Fonterra trims board size
Fonterra’s board has been reduced to nine - comprising six farmer-elected and three appointed directors.
DAIRY PRICES will continue to fluctuate as economic uncertainty grips the EU and the US, says Fonterra chairman Henry van der Heyden.
"I think we will see prices up and down, there is no trend emerging," he told Dairy News.
He says there is more milk in the market and demand remains strong. But the situation remains volatile. While not as bad as the global economic crisis of 2008, things remain uncertain.
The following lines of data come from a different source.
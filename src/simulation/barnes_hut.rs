//! # Barnes–Hut Octree (3D)
//!
//! This module implements the **Barnes–Hut octree** used to approximate the
//! long-range gravitational and electromagnetic forces between particles.
//! Instead of evaluating all `N²` pairs, distant groups of particles are
//! treated as a single pseudo-particle located at their center of mass,
//! carrying their total mass and total charge.
//!
//! ## Core Concepts
//!
//! - The simulation volume is a cube, recursively subdivided into 8 octants.
//! - Every node owns exactly 8 slots. A slot is either empty, a leaf bucket
//!   or a nested subtree ([`Slot`]).
//! - A leaf bucket holds one *position* and every particle sitting at
//!   exactly that position. Coincident particles share a bucket instead of
//!   forcing endless subdivision.
//! - Each node stores:
//!   - total mass and total charge of everything below it
//!   - center of mass (COM)
//!   - its cube (`origin` corner + `edge_length`)
//!
//! The tree stores particle *indices* into the simulation's active list. It
//! is rebuilt from scratch every step and never mutated after construction
//! except through [`SpatialTree::insert`].
//!
//! ## Octant encoding
//!
//! - Bit 0 (value 1): x ≥ origin.x + edge/2
//! - Bit 1 (value 2): y ≥ origin.y + edge/2
//! - Bit 2 (value 4): z ≥ origin.z + edge/2

use std::ops::ControlFlow;

use crate::error::SimulationError;
use super::bounding_box::BoundingBox;
use super::particle::Particle;
use super::vector::{NVec3, VectorExt};

/// Default opening-angle threshold.
pub const DEFAULT_THETA: f64 = 0.5;

/// Nodes smaller than this are not subdivided further; distinct positions
/// that still collide at this scale share one bucket.
const MIN_EDGE_LENGTH: f64 = 1e-9;

/// One or more particles at exactly the same position.
#[derive(Debug, Clone)]
pub struct LeafBucket {
    pub position: NVec3,
    pub mass: f64,
    pub charge: f64,
    pub bucket: Vec<usize>, // indices into the particle list
}

#[derive(Debug, Default)]
pub enum Slot {
    #[default]
    Empty,
    Leaf(LeafBucket),
    Node(Box<SpatialTree>),
}

/// Something a tree walk hands to its visitor.
#[derive(Debug, Clone, Copy)]
pub enum Source {
    /// A far-away subtree collapsed to a single point.
    Aggregate { position: NVec3, mass: f64, charge: f64 },
    /// An individual particle from a leaf bucket.
    Particle(usize),
}

/// A node of the octree; the root is a node like any other.
#[derive(Debug)]
pub struct SpatialTree {
    pub origin: NVec3,
    pub edge_length: f64,
    pub center_of_mass: NVec3,
    pub aggregate_mass: f64,
    pub aggregate_charge: f64,
    slots: [Slot; 8],
}

impl SpatialTree {
    /// Create an empty node covering the cube `[origin, origin + edge_length]`.
    ///
    /// # Panics
    /// If `origin` has a non-finite component or `edge_length` is not a
    /// positive finite number. Both are programming errors.
    pub fn new(origin: NVec3, edge_length: f64) -> Self {
        assert!(origin.is_valid(), "octree origin must be finite, got {origin:?}");
        assert!(
            edge_length.is_finite() && edge_length > 0.0,
            "octree edge length must be positive and finite, got {edge_length}"
        );
        Self {
            origin,
            edge_length,
            center_of_mass: NVec3::zeros(),
            aggregate_mass: 0.0,
            aggregate_charge: 0.0,
            slots: Default::default(),
        }
    }

    /// Build a tree over all non-removed particles that fit in the cube.
    ///
    /// Particles that cannot be inserted (non-finite or outside the cube)
    /// are reported back by index so the caller can drop them.
    pub fn build(origin: NVec3, edge_length: f64, particles: &[Particle]) -> (Self, Vec<usize>) {
        let mut tree = Self::new(origin, edge_length);
        let mut rejected = Vec::new();
        for (i, p) in particles.iter().enumerate() {
            if p.removed {
                continue;
            }
            if tree.insert(i, p).is_err() {
                rejected.push(i);
            }
        }
        (tree, rejected)
    }

    pub fn slots(&self) -> &[Slot; 8] {
        &self.slots
    }

    pub fn contains(&self, p: &NVec3) -> bool {
        let max = self.origin + NVec3::repeat(self.edge_length);
        p.is_valid()
            && (0..3).all(|k| p[k] >= self.origin[k] && p[k] <= max[k])
    }

    /// Insert particle `index` into the tree.
    ///
    /// Fails with [`SimulationError::InvalidPosition`] when the position has
    /// a non-finite component or lies outside this node's cube; the tree is
    /// left untouched in that case.
    pub fn insert(&mut self, index: usize, particle: &Particle) -> Result<(), SimulationError> {
        if !self.contains(&particle.position) {
            return Err(SimulationError::InvalidPosition { position: particle.position });
        }
        self.place(LeafBucket {
            position: particle.position,
            mass: particle.mass,
            charge: particle.charge,
            bucket: vec![index],
        });
        Ok(())
    }

    /// Number of particle indices stored below this node.
    pub fn particle_count(&self) -> usize {
        self.slots
            .iter()
            .map(|slot| match slot {
                Slot::Empty => 0,
                Slot::Leaf(leaf) => leaf.bucket.len(),
                Slot::Node(node) => node.particle_count(),
            })
            .sum()
    }

    /// Outline of this node and of every subtree below it, for debug drawing.
    pub fn node_boxes(&self) -> Vec<BoundingBox> {
        let mut out = Vec::new();
        self.collect_boxes(&mut out);
        out
    }

    /// Walk the tree on behalf of a particle at `position`.
    ///
    /// A subtree of edge `s` whose center of mass lies at distance `d > 0`
    /// is handed to `visit` as a single [`Source::Aggregate`] when
    /// `s / d <= theta`. When `reach` is given, the subtree must also be too
    /// far away to hold anything within `reach` of `position`; collision
    /// detection relies on seeing nearby particles individually.
    ///
    /// Leaf buckets always yield their particles one by one as
    /// [`Source::Particle`]. The walk stops as soon as `visit` breaks.
    pub fn for_each_source<F>(&self, position: &NVec3, theta: f64, reach: Option<f64>, visit: &mut F) -> ControlFlow<()>
    where
        F: FnMut(Source) -> ControlFlow<()>,
    {
        for slot in &self.slots {
            match slot {
                Slot::Empty => {}
                Slot::Leaf(leaf) => {
                    for &index in &leaf.bucket {
                        visit(Source::Particle(index))?;
                    }
                }
                Slot::Node(node) => {
                    if node.is_far(position, theta, reach) {
                        visit(Source::Aggregate {
                            position: node.center_of_mass,
                            mass: node.aggregate_mass,
                            charge: node.aggregate_charge,
                        })?;
                    } else {
                        node.for_each_source(position, theta, reach, visit)?;
                    }
                }
            }
        }
        ControlFlow::Continue(())
    }

    // helpers ==============================================================================

    /// Opening criterion for this node as seen from `position`.
    fn is_far(&self, position: &NVec3, theta: f64, reach: Option<f64>) -> bool {
        let d = (self.center_of_mass - position).norm();
        if d == 0.0 || self.edge_length / d > theta {
            return false;
        }
        match reach {
            // Every point of the cube lies within s·√3 of the center of mass
            Some(reach) => d > self.edge_length * 3f64.sqrt() + reach,
            None => true,
        }
    }

    /// Place a bucket into the slot matching its position.
    ///
    /// - empty slot: store the bucket
    /// - bucket at the same position: merge, no subdivision
    /// - bucket elsewhere: replace it by a child node holding both
    /// - child node: recurse
    ///
    /// Aggregates are refreshed on the way back up.
    fn place(&mut self, incoming: LeafBucket) {
        let octant = self.octant_for(&incoming.position);
        let half = 0.5 * self.edge_length;

        let slot = &mut self.slots[octant];
        match slot {
            Slot::Empty => *slot = Slot::Leaf(incoming),
            Slot::Leaf(existing) if existing.position == incoming.position || half < MIN_EDGE_LENGTH => {
                existing.mass += incoming.mass;
                existing.charge += incoming.charge;
                existing.bucket.extend(incoming.bucket);
            }
            Slot::Leaf(_) => {
                let Slot::Leaf(existing) = std::mem::take(slot) else {
                    unreachable!("slot was matched as a leaf");
                };
                let mut child = SpatialTree::new(child_origin(&self.origin, half, octant), half);
                child.place(existing);
                child.place(incoming);
                self.slots[octant] = Slot::Node(Box::new(child));
            }
            Slot::Node(child) => child.place(incoming),
        }

        self.refresh_aggregates();
    }

    /// Recompute mass, charge and center of mass from the 8 slots.
    fn refresh_aggregates(&mut self) {
        let mut mass = 0.0;
        let mut charge = 0.0;
        let mut weighted = NVec3::zeros();

        for slot in &self.slots {
            match slot {
                Slot::Empty => {}
                Slot::Leaf(leaf) => {
                    mass += leaf.mass;
                    charge += leaf.charge;
                    weighted.scale_add(&leaf.position, leaf.mass);
                }
                Slot::Node(node) => {
                    mass += node.aggregate_mass;
                    charge += node.aggregate_charge;
                    weighted.scale_add(&node.center_of_mass, node.aggregate_mass);
                }
            }
        }

        self.aggregate_mass = mass;
        self.aggregate_charge = charge;
        self.center_of_mass = if mass > 0.0 { weighted / mass } else { self.geometric_center() };
    }

    fn geometric_center(&self) -> NVec3 {
        self.origin + NVec3::repeat(0.5 * self.edge_length)
    }

    fn octant_for(&self, p: &NVec3) -> usize {
        let center = self.geometric_center();
        let mut idx = 0;

        if p.x >= center.x { idx |= 1; } // bit 0
        if p.y >= center.y { idx |= 2; } // bit 1
        if p.z >= center.z { idx |= 4; } // bit 2

        idx
    }

    fn collect_boxes(&self, out: &mut Vec<BoundingBox>) {
        out.push(BoundingBox::from_cube(self.origin, self.edge_length));
        for slot in &self.slots {
            if let Slot::Node(node) = slot {
                node.collect_boxes(out);
            }
        }
    }
}

/// Minimum corner of the child cube for `octant` (same bit layout as
/// [`SpatialTree::octant_for`]).
///
/// # Panics
/// If `octant` is not in `0..8`.
fn child_origin(origin: &NVec3, half: f64, octant: usize) -> NVec3 {
    assert!(octant < 8, "octant index out of range: {octant}");
    let mut o = *origin;
    if octant & 1 != 0 { o.x += half; }
    if octant & 2 != 0 { o.y += half; }
    if octant & 4 != 0 { o.z += half; }
    o
}

/// Cube `(origin, edge_length)` enclosing every valid, non-removed particle.
///
/// Used as the tree root when the simulation runs without a box border. The
/// cube is padded slightly and never degenerate.
pub fn enclosing_cube(particles: &[Particle]) -> (NVec3, f64) {
    let mut min = NVec3::repeat(f64::INFINITY);
    let mut max = NVec3::repeat(f64::NEG_INFINITY);

    for p in particles.iter().filter(|p| !p.removed && p.position.is_valid()) {
        min = min.inf(&p.position);
        max = max.sup(&p.position);
    }

    if !min.is_valid() || !max.is_valid() {
        return (NVec3::repeat(-0.5), 1.0);
    }

    // Expand to a cube so size is well-defined
    let center = (min + max) * 0.5;
    let extent = max - min;
    let edge = (extent.x.max(extent.y).max(extent.z) * 1.01).max(1.0);
    (center - NVec3::repeat(0.5 * edge), edge)
}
Last week, an economist warned slow global growth could harm the export sector. New Zealand Institute for Economic Research principal economist Shamubeel Eaqub says the fall-out from the European sovereign debt mess will depress export growth.
It will weigh on exports and tourism, which had been a buffer. Investment will remain depressed because banks will find it harder to raise capital overseas.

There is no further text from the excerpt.